* DATASET CONTENT:
◆ ◆ ◆ ◆ ◆ ◆ ◆

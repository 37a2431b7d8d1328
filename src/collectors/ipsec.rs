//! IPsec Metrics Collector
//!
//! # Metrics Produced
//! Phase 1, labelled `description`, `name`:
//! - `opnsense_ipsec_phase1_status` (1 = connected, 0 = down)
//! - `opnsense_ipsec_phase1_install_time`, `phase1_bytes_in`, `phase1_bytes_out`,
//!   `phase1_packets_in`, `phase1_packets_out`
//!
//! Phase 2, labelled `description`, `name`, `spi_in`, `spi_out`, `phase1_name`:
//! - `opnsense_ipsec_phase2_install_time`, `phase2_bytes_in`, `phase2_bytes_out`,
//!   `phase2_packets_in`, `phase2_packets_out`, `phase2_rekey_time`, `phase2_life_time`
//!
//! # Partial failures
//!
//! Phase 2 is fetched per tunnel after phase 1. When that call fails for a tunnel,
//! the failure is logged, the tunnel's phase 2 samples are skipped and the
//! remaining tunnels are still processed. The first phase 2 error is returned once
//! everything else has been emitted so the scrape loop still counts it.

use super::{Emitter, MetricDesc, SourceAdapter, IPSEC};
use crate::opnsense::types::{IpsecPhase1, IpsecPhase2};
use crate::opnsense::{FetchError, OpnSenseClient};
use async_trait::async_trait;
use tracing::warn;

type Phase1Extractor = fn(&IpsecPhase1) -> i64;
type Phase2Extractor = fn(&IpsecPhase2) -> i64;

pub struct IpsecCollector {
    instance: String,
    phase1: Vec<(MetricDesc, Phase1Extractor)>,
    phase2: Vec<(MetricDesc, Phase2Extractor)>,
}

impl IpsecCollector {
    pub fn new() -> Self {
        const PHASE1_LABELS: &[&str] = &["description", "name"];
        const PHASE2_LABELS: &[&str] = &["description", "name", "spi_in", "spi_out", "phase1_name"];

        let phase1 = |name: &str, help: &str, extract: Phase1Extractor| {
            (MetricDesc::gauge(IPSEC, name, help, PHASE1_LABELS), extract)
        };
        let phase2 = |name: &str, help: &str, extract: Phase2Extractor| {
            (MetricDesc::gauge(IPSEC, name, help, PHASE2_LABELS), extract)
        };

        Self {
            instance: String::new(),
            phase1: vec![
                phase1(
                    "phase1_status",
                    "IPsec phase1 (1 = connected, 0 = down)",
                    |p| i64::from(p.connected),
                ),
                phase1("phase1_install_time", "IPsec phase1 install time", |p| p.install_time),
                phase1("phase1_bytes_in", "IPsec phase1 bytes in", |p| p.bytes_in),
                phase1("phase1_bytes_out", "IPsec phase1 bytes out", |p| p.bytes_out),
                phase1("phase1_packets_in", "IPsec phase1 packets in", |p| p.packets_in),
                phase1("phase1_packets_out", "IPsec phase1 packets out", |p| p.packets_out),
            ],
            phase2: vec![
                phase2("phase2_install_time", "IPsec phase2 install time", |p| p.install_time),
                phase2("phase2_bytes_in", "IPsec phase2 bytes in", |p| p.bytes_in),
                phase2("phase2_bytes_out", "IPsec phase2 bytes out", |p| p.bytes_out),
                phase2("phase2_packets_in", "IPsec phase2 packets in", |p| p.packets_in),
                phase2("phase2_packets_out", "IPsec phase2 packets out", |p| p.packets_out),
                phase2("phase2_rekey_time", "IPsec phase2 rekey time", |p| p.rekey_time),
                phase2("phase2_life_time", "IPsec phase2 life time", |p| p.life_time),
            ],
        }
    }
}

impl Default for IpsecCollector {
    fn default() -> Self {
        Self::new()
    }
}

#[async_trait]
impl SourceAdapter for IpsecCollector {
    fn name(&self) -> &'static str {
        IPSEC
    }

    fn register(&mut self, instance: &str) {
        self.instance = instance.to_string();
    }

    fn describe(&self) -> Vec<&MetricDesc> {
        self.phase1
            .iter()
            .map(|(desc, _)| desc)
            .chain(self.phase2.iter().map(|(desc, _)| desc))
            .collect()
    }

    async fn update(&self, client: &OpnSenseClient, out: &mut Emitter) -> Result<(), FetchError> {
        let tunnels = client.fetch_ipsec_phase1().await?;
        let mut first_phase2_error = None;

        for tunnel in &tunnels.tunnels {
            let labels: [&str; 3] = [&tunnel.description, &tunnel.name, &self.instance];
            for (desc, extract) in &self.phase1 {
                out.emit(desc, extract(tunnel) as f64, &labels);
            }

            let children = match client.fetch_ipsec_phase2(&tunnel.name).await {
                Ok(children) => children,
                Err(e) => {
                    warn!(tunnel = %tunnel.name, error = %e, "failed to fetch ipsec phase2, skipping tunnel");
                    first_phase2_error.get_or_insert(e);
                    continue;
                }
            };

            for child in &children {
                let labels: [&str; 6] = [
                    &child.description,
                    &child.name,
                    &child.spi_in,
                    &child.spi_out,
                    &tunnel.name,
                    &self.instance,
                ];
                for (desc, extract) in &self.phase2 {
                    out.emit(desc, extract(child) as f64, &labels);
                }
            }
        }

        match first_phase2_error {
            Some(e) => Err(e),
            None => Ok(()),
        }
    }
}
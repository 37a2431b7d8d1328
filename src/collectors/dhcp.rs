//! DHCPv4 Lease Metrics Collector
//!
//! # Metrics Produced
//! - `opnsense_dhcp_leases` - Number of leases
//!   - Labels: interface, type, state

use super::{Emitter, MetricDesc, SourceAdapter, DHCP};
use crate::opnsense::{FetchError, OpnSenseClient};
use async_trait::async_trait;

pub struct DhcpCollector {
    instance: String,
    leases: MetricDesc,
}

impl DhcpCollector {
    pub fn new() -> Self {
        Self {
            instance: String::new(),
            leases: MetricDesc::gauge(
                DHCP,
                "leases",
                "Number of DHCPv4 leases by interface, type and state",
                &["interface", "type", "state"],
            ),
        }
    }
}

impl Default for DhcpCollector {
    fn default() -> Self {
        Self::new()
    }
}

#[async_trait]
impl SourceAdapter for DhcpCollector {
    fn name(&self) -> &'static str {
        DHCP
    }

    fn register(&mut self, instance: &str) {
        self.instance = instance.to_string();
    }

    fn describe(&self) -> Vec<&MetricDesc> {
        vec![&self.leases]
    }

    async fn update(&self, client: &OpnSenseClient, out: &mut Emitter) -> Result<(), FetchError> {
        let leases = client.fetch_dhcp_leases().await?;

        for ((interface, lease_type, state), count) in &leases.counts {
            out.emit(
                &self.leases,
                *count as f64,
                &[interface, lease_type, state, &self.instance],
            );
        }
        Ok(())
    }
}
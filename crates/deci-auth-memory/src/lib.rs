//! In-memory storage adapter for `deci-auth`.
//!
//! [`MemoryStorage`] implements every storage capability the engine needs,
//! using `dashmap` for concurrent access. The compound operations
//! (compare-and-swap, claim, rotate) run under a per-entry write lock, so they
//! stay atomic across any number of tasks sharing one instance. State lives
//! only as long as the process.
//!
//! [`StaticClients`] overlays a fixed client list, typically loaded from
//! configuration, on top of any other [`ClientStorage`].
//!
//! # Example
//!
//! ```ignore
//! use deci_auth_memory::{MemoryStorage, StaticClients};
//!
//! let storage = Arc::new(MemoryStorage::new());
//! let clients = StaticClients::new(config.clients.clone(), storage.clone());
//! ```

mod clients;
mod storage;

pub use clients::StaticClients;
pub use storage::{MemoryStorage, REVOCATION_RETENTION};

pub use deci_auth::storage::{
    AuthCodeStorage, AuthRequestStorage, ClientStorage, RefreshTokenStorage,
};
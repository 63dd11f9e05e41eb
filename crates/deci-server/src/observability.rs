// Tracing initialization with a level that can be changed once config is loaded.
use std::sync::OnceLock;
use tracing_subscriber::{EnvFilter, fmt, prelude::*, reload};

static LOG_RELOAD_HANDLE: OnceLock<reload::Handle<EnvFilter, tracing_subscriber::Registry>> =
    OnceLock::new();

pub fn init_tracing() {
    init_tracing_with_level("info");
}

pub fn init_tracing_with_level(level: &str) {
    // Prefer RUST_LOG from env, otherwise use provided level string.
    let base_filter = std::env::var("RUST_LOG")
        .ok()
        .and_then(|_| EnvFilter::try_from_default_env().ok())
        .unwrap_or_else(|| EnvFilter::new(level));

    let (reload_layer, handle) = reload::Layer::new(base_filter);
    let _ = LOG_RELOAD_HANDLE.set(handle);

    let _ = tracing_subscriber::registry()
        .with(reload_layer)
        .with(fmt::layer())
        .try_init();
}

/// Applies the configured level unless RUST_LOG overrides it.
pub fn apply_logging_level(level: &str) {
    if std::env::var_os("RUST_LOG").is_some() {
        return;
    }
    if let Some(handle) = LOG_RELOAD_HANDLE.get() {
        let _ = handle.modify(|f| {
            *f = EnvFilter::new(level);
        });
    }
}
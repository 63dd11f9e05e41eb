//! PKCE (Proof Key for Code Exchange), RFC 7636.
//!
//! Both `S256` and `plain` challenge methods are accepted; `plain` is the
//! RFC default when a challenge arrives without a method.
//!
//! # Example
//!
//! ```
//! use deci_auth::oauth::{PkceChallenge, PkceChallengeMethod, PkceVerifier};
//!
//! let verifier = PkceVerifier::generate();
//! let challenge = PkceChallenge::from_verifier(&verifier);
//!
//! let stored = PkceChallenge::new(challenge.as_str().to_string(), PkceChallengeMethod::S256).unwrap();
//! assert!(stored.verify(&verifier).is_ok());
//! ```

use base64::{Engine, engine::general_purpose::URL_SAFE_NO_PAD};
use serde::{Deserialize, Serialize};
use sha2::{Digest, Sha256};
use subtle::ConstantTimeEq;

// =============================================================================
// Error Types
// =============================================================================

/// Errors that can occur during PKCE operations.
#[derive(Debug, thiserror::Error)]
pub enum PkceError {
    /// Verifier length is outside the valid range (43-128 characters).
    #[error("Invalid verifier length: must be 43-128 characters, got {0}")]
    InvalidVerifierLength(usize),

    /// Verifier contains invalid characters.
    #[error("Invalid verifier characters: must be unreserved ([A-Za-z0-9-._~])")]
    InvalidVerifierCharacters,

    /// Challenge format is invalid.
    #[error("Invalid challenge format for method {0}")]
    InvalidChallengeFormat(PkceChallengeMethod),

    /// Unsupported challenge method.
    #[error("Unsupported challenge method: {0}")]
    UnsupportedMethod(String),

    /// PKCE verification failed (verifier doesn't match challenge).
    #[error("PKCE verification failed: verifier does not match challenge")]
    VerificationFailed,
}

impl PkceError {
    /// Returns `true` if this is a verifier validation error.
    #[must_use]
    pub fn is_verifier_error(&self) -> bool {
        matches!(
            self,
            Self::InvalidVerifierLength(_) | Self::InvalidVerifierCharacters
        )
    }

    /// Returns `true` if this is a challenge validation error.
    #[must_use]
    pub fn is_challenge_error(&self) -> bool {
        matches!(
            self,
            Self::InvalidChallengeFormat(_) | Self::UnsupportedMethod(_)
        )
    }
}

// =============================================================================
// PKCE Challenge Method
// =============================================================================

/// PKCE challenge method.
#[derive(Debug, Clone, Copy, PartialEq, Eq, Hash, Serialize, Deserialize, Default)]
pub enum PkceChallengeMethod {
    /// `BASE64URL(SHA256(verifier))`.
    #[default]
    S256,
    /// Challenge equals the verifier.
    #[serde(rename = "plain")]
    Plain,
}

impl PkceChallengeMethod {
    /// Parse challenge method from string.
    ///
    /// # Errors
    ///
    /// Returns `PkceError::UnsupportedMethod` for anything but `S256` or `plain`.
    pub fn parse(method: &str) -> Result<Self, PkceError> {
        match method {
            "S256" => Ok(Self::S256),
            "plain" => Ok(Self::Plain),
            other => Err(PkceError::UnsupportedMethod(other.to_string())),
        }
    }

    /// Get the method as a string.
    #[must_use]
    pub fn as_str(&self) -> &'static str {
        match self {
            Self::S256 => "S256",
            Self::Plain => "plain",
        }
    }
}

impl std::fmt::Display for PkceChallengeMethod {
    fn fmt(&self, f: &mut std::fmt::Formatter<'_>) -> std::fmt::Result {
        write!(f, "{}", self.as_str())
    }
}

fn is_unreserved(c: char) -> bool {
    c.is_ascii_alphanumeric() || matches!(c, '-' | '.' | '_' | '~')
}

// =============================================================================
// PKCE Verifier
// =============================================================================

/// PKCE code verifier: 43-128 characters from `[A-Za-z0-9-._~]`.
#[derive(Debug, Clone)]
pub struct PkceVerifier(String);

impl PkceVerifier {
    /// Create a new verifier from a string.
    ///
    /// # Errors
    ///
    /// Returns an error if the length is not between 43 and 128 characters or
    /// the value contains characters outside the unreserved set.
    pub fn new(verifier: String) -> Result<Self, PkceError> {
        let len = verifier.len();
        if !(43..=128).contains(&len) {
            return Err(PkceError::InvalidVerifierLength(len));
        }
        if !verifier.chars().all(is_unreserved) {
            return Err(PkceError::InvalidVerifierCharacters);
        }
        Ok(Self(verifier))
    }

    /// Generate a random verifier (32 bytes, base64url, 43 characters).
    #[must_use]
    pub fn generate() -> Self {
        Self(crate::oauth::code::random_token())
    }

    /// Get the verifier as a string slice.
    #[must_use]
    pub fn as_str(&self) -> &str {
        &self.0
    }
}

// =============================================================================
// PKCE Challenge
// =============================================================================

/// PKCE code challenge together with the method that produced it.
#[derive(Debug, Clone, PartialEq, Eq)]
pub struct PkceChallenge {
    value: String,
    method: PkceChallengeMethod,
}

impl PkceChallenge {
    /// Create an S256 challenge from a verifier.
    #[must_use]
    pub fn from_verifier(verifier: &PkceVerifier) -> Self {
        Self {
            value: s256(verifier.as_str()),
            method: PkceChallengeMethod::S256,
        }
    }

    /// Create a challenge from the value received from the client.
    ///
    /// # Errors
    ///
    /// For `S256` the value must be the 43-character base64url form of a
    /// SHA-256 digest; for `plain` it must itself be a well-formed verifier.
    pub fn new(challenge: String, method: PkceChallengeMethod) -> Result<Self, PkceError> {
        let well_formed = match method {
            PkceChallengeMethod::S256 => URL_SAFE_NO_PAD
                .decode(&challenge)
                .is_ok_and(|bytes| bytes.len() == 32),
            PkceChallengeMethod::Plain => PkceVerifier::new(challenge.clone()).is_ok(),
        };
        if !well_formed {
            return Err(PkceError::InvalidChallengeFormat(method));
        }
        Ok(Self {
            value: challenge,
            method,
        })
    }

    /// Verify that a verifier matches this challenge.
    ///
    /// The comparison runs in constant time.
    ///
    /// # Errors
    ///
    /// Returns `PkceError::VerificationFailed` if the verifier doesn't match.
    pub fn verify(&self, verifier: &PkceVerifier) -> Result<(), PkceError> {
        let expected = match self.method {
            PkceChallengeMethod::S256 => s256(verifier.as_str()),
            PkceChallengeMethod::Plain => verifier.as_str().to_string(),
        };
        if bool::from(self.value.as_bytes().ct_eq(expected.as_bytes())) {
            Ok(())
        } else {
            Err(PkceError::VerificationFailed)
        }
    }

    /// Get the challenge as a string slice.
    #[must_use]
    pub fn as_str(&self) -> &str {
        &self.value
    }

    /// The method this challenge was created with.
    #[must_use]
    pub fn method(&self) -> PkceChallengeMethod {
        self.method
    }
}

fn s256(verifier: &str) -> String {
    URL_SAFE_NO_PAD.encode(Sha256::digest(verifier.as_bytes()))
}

◆ ◆ ◆ ◆ ◆ ◆ ◆

* TASK BRIEF: Check every line in the material above for the string "operations", then give only the number of lines that have it.

* TASK ANSWER: 2